Among the records below, find each line that includes the string "else" and copy it.
____ MATERIAL FOR THIS EXERCISE
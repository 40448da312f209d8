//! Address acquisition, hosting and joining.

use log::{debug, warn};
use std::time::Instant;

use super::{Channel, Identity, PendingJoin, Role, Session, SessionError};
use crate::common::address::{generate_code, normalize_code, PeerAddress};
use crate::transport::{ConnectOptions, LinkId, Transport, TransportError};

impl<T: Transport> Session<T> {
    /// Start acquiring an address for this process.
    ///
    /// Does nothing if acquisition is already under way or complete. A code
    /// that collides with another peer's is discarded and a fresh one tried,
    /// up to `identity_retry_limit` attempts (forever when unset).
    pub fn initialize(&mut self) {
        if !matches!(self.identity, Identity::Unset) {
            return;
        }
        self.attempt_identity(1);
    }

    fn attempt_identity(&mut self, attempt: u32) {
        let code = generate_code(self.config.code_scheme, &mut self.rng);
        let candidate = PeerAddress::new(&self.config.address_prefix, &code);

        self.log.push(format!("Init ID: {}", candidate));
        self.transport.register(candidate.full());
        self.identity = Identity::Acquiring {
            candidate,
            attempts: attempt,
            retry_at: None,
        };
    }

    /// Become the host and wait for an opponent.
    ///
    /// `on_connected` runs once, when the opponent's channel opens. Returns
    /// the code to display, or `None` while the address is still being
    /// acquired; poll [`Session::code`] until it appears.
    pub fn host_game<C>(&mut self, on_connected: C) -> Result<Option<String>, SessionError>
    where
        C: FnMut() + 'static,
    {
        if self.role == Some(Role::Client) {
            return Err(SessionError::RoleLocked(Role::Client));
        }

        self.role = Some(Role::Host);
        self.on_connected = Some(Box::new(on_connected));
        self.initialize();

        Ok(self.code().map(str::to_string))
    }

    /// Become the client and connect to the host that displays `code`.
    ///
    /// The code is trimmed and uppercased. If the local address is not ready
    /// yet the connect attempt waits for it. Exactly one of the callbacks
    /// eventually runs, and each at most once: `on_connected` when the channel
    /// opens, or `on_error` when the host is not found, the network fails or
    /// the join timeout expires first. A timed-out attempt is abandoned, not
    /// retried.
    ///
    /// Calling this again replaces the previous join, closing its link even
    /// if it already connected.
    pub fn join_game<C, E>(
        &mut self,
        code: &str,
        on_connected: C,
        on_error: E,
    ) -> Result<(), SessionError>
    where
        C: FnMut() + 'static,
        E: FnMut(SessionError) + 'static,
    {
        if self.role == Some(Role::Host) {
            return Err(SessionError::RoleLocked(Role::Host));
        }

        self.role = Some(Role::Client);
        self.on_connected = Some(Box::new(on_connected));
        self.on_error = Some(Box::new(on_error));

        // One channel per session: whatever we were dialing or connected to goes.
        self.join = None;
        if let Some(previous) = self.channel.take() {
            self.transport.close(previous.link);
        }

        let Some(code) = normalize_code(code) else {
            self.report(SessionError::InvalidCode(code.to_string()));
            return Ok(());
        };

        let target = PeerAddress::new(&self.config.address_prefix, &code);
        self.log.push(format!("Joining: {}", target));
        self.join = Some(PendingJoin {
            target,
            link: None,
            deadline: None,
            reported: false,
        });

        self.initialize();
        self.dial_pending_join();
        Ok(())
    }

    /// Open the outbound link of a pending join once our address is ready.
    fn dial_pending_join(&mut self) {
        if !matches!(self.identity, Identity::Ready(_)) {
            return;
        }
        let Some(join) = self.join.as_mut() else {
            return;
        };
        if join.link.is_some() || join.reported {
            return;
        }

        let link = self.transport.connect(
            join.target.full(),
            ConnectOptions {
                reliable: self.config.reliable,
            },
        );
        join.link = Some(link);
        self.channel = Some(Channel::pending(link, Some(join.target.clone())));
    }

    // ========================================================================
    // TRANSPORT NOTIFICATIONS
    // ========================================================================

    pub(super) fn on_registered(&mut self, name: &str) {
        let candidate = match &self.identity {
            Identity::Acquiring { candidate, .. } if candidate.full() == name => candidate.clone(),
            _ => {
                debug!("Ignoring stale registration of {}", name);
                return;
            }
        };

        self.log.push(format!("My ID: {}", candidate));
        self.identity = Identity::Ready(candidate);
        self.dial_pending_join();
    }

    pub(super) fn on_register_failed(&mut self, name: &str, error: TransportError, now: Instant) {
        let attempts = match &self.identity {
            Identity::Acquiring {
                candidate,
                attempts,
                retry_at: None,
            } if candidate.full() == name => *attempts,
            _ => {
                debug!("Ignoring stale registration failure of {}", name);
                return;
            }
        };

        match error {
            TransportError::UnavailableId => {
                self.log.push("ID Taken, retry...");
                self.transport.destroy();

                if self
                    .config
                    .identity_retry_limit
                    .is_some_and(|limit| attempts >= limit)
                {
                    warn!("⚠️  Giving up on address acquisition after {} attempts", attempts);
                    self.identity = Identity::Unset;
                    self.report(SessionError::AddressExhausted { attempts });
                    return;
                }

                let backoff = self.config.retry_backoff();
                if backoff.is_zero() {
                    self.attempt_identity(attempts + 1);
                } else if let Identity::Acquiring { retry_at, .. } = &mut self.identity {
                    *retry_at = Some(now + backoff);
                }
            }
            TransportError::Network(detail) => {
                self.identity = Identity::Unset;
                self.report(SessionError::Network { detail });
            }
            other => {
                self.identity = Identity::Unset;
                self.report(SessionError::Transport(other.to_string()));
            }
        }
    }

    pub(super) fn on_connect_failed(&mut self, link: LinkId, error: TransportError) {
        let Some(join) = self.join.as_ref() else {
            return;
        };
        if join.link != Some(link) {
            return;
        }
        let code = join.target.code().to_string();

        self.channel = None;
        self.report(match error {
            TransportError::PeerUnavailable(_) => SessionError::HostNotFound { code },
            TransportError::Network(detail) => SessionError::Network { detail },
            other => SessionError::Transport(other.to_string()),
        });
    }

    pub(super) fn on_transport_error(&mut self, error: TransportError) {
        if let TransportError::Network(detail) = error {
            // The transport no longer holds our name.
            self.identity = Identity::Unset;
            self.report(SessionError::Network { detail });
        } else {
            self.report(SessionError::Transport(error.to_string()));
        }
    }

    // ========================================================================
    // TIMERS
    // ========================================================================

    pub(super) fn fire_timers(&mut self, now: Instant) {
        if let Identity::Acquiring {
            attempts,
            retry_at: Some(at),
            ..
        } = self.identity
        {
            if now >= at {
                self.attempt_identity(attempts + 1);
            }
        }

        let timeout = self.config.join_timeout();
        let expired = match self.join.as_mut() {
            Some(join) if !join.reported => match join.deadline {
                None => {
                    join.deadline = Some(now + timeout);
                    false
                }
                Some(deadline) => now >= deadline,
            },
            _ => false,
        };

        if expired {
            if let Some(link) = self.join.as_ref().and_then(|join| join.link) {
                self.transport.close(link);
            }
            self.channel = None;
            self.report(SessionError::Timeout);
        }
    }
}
________
RESULT:
        let Some(code) = normalize_code(code) else {
        let Some(join) = self.join.as_mut() else {
                } else if let Identity::Acquiring { retry_at, .. } = &mut self.identity {
        let Some(join) = self.join.as_ref() else {
        } else {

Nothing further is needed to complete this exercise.